■ **WORK TASK**
Return each line in the records below that includes "year".

■ **RECORDS TO PROCESS**
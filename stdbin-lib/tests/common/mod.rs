#![allow(dead_code)]

use std::collections::BTreeMap;
use std::io::Write;

use tempfile::NamedTempFile;

/// Test-only encoder for navigation telegrams.
///
/// Blocks may be added in any order; they are written in ascending bit order per bitmask.
/// The declared total size includes the checksum trailer unless overridden.
#[derive(Debug, Clone)]
pub struct TelegramBuilder {
    marker: [u8; 2],
    version: u8,
    nav: BTreeMap<u8, Vec<u8>>,
    extended: BTreeMap<u8, Vec<u8>>,
    external: BTreeMap<u8, Vec<u8>>,
    extended_mask: Option<u32>,
    total_size: Option<u16>,
    validity_time: u32,
    counter: u32,
    checksum_delta: u32,
}

impl Default for TelegramBuilder {
    fn default() -> Self {
        Self {
            marker: *b"IX",
            version: 5,
            nav: BTreeMap::new(),
            extended: BTreeMap::new(),
            external: BTreeMap::new(),
            extended_mask: None,
            total_size: None,
            validity_time: 0,
            counter: 0,
            checksum_delta: 0,
        }
    }
}

fn floats(vals: &[f32]) -> Vec<u8> {
    vals.iter().flat_map(|v| v.to_be_bytes()).collect()
}

fn mask(blocks: &BTreeMap<u8, Vec<u8>>) -> u32 {
    blocks.keys().fold(0, |m, bit| m | (1 << bit))
}

impl TelegramBuilder {
    pub fn new() -> Self {
        Self::default()
    }

    pub fn marker(mut self, marker: &[u8; 2]) -> Self {
        self.marker = *marker;
        self
    }

    pub fn version(mut self, version: u8) -> Self {
        self.version = version;
        self
    }

    pub fn counter(mut self, counter: u32) -> Self {
        self.counter = counter;
        self
    }

    pub fn validity_time(mut self, t: u32) -> Self {
        self.validity_time = t;
        self
    }

    /// Override the declared total telegram size.
    pub fn total_size(mut self, size: u16) -> Self {
        self.total_size = Some(size);
        self
    }

    /// Override the extended mask written to the header without changing the blocks.
    pub fn extended_mask(mut self, mask: u32) -> Self {
        self.extended_mask = Some(mask);
        self
    }

    /// Add `delta` to the correct checksum.
    pub fn checksum_delta(mut self, delta: u32) -> Self {
        self.checksum_delta = delta;
        self
    }

    pub fn nav_block(mut self, bit: u8, dat: Vec<u8>) -> Self {
        self.nav.insert(bit, dat);
        self
    }

    pub fn extended_block(mut self, bit: u8, dat: Vec<u8>) -> Self {
        self.extended.insert(bit, dat);
        self
    }

    pub fn external_block(mut self, bit: u8, dat: Vec<u8>) -> Self {
        self.external.insert(bit, dat);
        self
    }

    pub fn attitude(self, heading: f32, roll: f32, pitch: f32) -> Self {
        self.nav_block(0, floats(&[heading, roll, pitch]))
    }

    pub fn position(self, lat: f64, lon: f64, alt_ref: u8, alt: f32) -> Self {
        let mut dat = Vec::new();
        dat.extend_from_slice(&lat.to_be_bytes());
        dat.extend_from_slice(&lon.to_be_bytes());
        dat.push(alt_ref);
        dat.extend_from_slice(&alt.to_be_bytes());
        self.nav_block(7, dat)
    }

    pub fn system_date(self, day: u8, month: u8, year: u16) -> Self {
        let mut dat = vec![day, month];
        dat.extend_from_slice(&year.to_be_bytes());
        self.nav_block(13, dat)
    }

    pub fn course_speed(self, course: f32, speed: f32) -> Self {
        self.nav_block(24, floats(&[course, speed]))
    }

    pub fn temperatures(self, fog: f32, accelerometer: f32, sensor: f32) -> Self {
        self.nav_block(25, floats(&[fog, accelerometer, sensor]))
    }

    /// Navigation block `bit` made of `vals` as big-endian floats.
    pub fn nav_floats(self, bit: u8, vals: &[f32]) -> Self {
        self.nav_block(bit, floats(vals))
    }

    /// INS sensor, algorithm, system and user status words.
    pub fn statuses(self, word: u32) -> Self {
        let words = |n: usize| -> Vec<u8> { (0..n).flat_map(|_| word.to_be_bytes()).collect() };
        self.nav_block(14, words(2))
            .nav_block(15, words(4))
            .nav_block(16, words(3))
            .nav_block(17, words(1))
    }

    pub fn raw_rotation_rate(self, x1: f32, x2: f32, x3: f32) -> Self {
        self.extended_block(2, floats(&[x1, x2, x3]))
    }

    pub fn all_extended(self) -> Self {
        self.extended_block(0, floats(&[1.0, 2.0, 3.0]))
            .extended_block(1, floats(&[0.1, 0.2, 0.3]))
            .raw_rotation_rate(-1.0, -2.0, -3.0)
    }

    pub fn utc(self, validity_time: u32, source: u8) -> Self {
        let mut dat = validity_time.to_be_bytes().to_vec();
        dat.push(source);
        self.external_block(0, dat)
    }

    /// GNSS record `idx` (0 to 2).
    pub fn gnss(self, idx: u8, quality: u8, lat: f64, lon: f64, alt: f32) -> Self {
        let mut dat = Vec::new();
        dat.extend_from_slice(&(-5i32).to_be_bytes());
        dat.push(idx);
        dat.push(quality);
        dat.extend_from_slice(&lat.to_be_bytes());
        dat.extend_from_slice(&lon.to_be_bytes());
        dat.extend(floats(&[alt, 0.5, 0.6, 1.5, 0.01, 32.0]));
        self.external_block(idx + 1, dat)
    }

    pub fn build(&self) -> Vec<u8> {
        let nav: Vec<u8> = self.nav.values().flatten().copied().collect();
        let extended: Vec<u8> = self.extended.values().flatten().copied().collect();
        let external: Vec<u8> = self.external.values().flatten().copied().collect();
        // Unknown versions get the v3 layout: no navigation data size field
        let header_len = match self.version {
            2 => 21,
            5 => 27,
            _ => 25,
        };
        let total = header_len + nav.len() + extended.len() + external.len() + 4;

        let mut dat = self.marker.to_vec();
        dat.push(self.version);
        dat.extend_from_slice(&mask(&self.nav).to_be_bytes());
        if self.version != 2 {
            let ext = self.extended_mask.unwrap_or_else(|| mask(&self.extended));
            dat.extend_from_slice(&ext.to_be_bytes());
        }
        dat.extend_from_slice(&mask(&self.external).to_be_bytes());
        if self.version == 5 {
            dat.extend_from_slice(&u16::try_from(nav.len()).unwrap().to_be_bytes());
        }
        let total_size = self
            .total_size
            .unwrap_or_else(|| u16::try_from(total).unwrap());
        dat.extend_from_slice(&total_size.to_be_bytes());
        dat.extend_from_slice(&self.validity_time.to_be_bytes());
        dat.extend_from_slice(&self.counter.to_be_bytes());
        assert_eq!(dat.len(), header_len);

        dat.extend(nav);
        dat.extend(extended);
        dat.extend(external);
        let sum = stdbin::telegram::checksum(&dat).wrapping_add(self.checksum_delta);
        dat.extend_from_slice(&sum.to_be_bytes());
        dat
    }
}

/// A telegram using most block types; 307 bytes, so larger than the default stream
/// minimum size.
pub fn full_telegram(counter: u32) -> Vec<u8> {
    TelegramBuilder::new()
        .counter(counter)
        .validity_time(counter.wrapping_mul(50))
        .attitude(12.5, -0.5, 1.25)
        .position(34.2, 241.7, 1, 100.5)
        .system_date(17, 6, 2024)
        .statuses(0x8000_0001)
        .course_speed(180.0, 5.5)
        .temperatures(41.5, 38.0, 30.25)
        .all_extended()
        .utc(counter, 2)
        .gnss(0, 4, 34.2, 241.7, 99.0)
        .gnss(1, 1, 34.3, 241.6, 98.0)
        .gnss(2, 5, 34.1, 241.8, 97.0)
        .build()
}

/// Write `telegrams` to a temporary recording file.
pub fn recording<'a>(telegrams: impl IntoIterator<Item = &'a [u8]>) -> NamedTempFile {
    let mut file = NamedTempFile::new().expect("failed to create temp file");
    for t in telegrams {
        file.write_all(t).expect("failed to write telegram");
    }
    file.flush().expect("failed to flush");
    file
}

■ **FINAL ANSWER**
    pub fn system_date(self, day: u8, month: u8, year: u16) -> Self {
        dat.extend_from_slice(&year.to_be_bytes());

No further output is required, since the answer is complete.